Upper Wilds have announced a new album titled Mercury and released its title track. The Brooklyn-based band joins a thriving ecosystem of indie acts that thrive outside mainstream spotlight, a world documented in Ronen Givony's recent book Us v. Them: The Age Of Indie Music And A Decade In New York (2004-2014), published by Abrams Books.
Givony, a veteran New York promoter and booker with decades of experience curating shows across the city, chronicles the underground indie scene during its explosive growth into the mainstream. Rather than rehashing narratives around household names, his book examines the infrastructure and individuals who sustained Brooklyn's vital live music culture. He profiles venue operators who ran essential spaces like Glasslands and Silent Barn, as well as promoters who bankrolled memorable spectacles such as the Boredoms' legendary 77-drummer, 77-minute performance on 7/7/07.

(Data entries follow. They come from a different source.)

//! Lyrix backend theme client
//!
//! This module performs the network side of theme retrieval: one HTTP request
//! per call, with transport and status failures normalized into `ThemeError`.
//! It does not cache or de-duplicate; that is the coordinator's job.

use std::sync::Arc;
use std::time::Duration;

use async_trait::async_trait;
use reqwest::header::CONTENT_TYPE;
use reqwest::{Client, Response, StatusCode};
use serde::Deserialize;
use thiserror::Error;
use tracing::debug;

use super::{Language, Song};

/// Base URL of the development backend
pub const DEFAULT_API_BASE_URL: &str = "http://127.0.0.1:5000/api";

/// Default request timeout for backend calls
pub const DEFAULT_REQUEST_TIMEOUT: Duration = Duration::from_secs(20);

/// Errors that can occur when retrieving a theme
///
/// `Clone` so that a single failed fetch can be handed to every caller that
/// waited on it.
#[derive(Debug, Clone, PartialEq, Eq, Error)]
pub enum ThemeError {
    /// Transport failure, timeout or non-success HTTP status
    #[error("{message}")]
    Network {
        message: String,
        status: Option<u16>,
    },

    /// The backend answered successfully but the body held no theme text
    #[error("No theme generated")]
    EmptyResult,

    /// The song identifier was empty
    #[error("Missing song ID")]
    InvalidSongId,
}

impl ThemeError {
    /// Creates a network error without an HTTP status
    pub fn network(message: impl Into<String>) -> Self {
        ThemeError::Network {
            message: message.into(),
            status: None,
        }
    }

    /// Soft errors mean "no theme available" rather than a failure
    pub fn is_soft(&self) -> bool {
        matches!(self, ThemeError::EmptyResult)
    }

    /// HTTP status of the failed response, if there was one
    pub fn status(&self) -> Option<u16> {
        match self {
            ThemeError::Network { status, .. } => *status,
            _ => None,
        }
    }
}

impl From<reqwest::Error> for ThemeError {
    fn from(err: reqwest::Error) -> Self {
        let message = if err.is_timeout() {
            format!("Network error: request timed out ({})", err)
        } else {
            format!("Network error: {}", err)
        };
        ThemeError::Network {
            message,
            status: err.status().map(|s| s.as_u16()),
        }
    }
}

/// Source of generated theme text
///
/// Implementations issue exactly one request per call.
#[async_trait]
pub trait ThemeFetcher: Send + Sync {
    /// Fetches the theme for a song in a language
    ///
    /// Returns trimmed, non-empty text, `ThemeError::EmptyResult` when the
    /// backend had nothing, or `ThemeError::Network` on failure.
    async fn fetch_theme(&self, song_id: &str, language: Language) -> Result<String, ThemeError>;
}

#[async_trait]
impl<T: ThemeFetcher + ?Sized> ThemeFetcher for Arc<T> {
    async fn fetch_theme(&self, song_id: &str, language: Language) -> Result<String, ThemeError> {
        (**self).fetch_theme(song_id, language).await
    }
}

/// URL construction for the backend endpoints this crate uses
#[derive(Debug, Clone, PartialEq, Eq)]
pub struct ApiEndpoints {
    base_url: String,
}

impl Default for ApiEndpoints {
    fn default() -> Self {
        Self::new(DEFAULT_API_BASE_URL)
    }
}

impl ApiEndpoints {
    pub fn new(base_url: impl Into<String>) -> Self {
        let base_url = base_url.into().trim_end_matches('/').to_string();
        Self { base_url }
    }

    pub fn base_url(&self) -> &str {
        &self.base_url
    }

    /// `GET /songs/{id}`
    pub fn song(&self, song_id: &str) -> String {
        format!("{}/songs/{}", self.base_url, urlencoding::encode(song_id))
    }

    /// `GET /songs/{id}/theme?language={code}`
    pub fn theme(&self, song_id: &str, language: Language) -> String {
        format!(
            "{}/songs/{}/theme?language={}",
            self.base_url,
            urlencoding::encode(song_id),
            language.code()
        )
    }
}

/// Error payload the backend sends with failed responses
#[derive(Debug, Deserialize)]
struct ErrorBody {
    error: Option<String>,
}

/// HTTP implementation of `ThemeFetcher` backed by reqwest
#[derive(Debug, Clone)]
pub struct HttpThemeFetcher {
    client: Client,
    endpoints: ApiEndpoints,
}

impl HttpThemeFetcher {
    /// Creates a fetcher with the default request timeout
    pub fn new(endpoints: ApiEndpoints) -> Result<Self, ThemeError> {
        Self::with_timeout(endpoints, DEFAULT_REQUEST_TIMEOUT)
    }

    /// Creates a fetcher whose requests fail with `ThemeError::Network` after `timeout`
    pub fn with_timeout(endpoints: ApiEndpoints, timeout: Duration) -> Result<Self, ThemeError> {
        let client = Client::builder()
            .timeout(timeout)
            .build()
            .map_err(|e| ThemeError::network(format!("Failed to create HTTP client: {}", e)))?;
        Ok(Self { client, endpoints })
    }

    /// Creates a fetcher with a custom HTTP client
    pub fn with_client(client: Client, endpoints: ApiEndpoints) -> Self {
        Self { client, endpoints }
    }

    pub fn endpoints(&self) -> &ApiEndpoints {
        &self.endpoints
    }

    /// Fetches a song record, including any author-supplied themes
    pub async fn fetch_song(&self, song_id: &str) -> Result<Song, ThemeError> {
        let song_id = validate_song_id(song_id)?;
        let url = self.endpoints.song(song_id);
        debug!(%url, "fetching song");

        let response = self.client.get(&url).send().await?;
        let status = response.status();
        let body = response.text().await?;
        if !status.is_success() {
            return Err(error_from_status(status, &body));
        }

        serde_json::from_str(&body)
            .map_err(|e| ThemeError::network(format!("Unexpected song response: {}", e)))
    }
}

#[async_trait]
impl ThemeFetcher for HttpThemeFetcher {
    async fn fetch_theme(&self, song_id: &str, language: Language) -> Result<String, ThemeError> {
        let song_id = validate_song_id(song_id)?;
        let url = self.endpoints.theme(song_id, language);
        debug!(%url, "fetching theme");

        let response = self.client.get(&url).send().await?;
        let text = read_text_body(response).await?;

        let trimmed = text.trim();
        if trimmed.is_empty() {
            return Err(ThemeError::EmptyResult);
        }
        Ok(trimmed.to_string())
    }
}

fn validate_song_id(song_id: &str) -> Result<&str, ThemeError> {
    let trimmed = song_id.trim();
    if trimmed.is_empty() {
        Err(ThemeError::InvalidSongId)
    } else {
        Ok(trimmed)
    }
}

/// Reads a text endpoint's body
///
/// JSON responses must carry a bare JSON string; anything else is read as
/// plain text.
async fn read_text_body(response: Response) -> Result<String, ThemeError> {
    let status = response.status();
    let is_json = response
        .headers()
        .get(CONTENT_TYPE)
        .and_then(|v| v.to_str().ok())
        .map(|ct| ct.contains("application/json"))
        .unwrap_or(false);
    let body = response.text().await?;

    if !status.is_success() {
        return Err(error_from_status(status, &body));
    }

    if is_json {
        serde_json::from_str::<String>(&body).map_err(|_| {
            ThemeError::network("Unexpected response: expected theme text".to_string())
        })
    } else {
        Ok(body)
    }
}

/// Builds a network error for a failed status, preferring the backend's message
fn error_from_status(status: StatusCode, body: &str) -> ThemeError {
    let message = serde_json::from_str::<ErrorBody>(body)
        .ok()
        .and_then(|b| b.error)
        .filter(|m| !m.trim().is_empty())
        .unwrap_or_else(|| {
            format!(
                "HTTP {}: {}",
                status.as_u16(),
                status.canonical_reason().unwrap_or("Unknown")
            )
        });

    ThemeError::Network {
        message,
        status: Some(status.as_u16()),
    }
}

The book recovers overlooked bands who shared stages and fan bases with more commercially successful acts, treating the marginal as central to understanding how indie rock actually functioned as a scene rather than merely a commercial category. Upper Wilds' Mercury announcement arrives in this context of renewed interest in indie music's foundational infrastructure and the artists who built sustainable careers outside traditional industry channels.
The new album signals the band's continued participation in a music ecosystem that remains vital, even as the definition of "indie" has evolved since the 2004-2014 period Givony documents. Upper Wilds represent the ongoing lineage of bands operating in similar creative spaces, carrying forward the ethos that made Brooklyn's venues and independent labels destinations for serious listeners seeking alternatives to mainstream rock radio.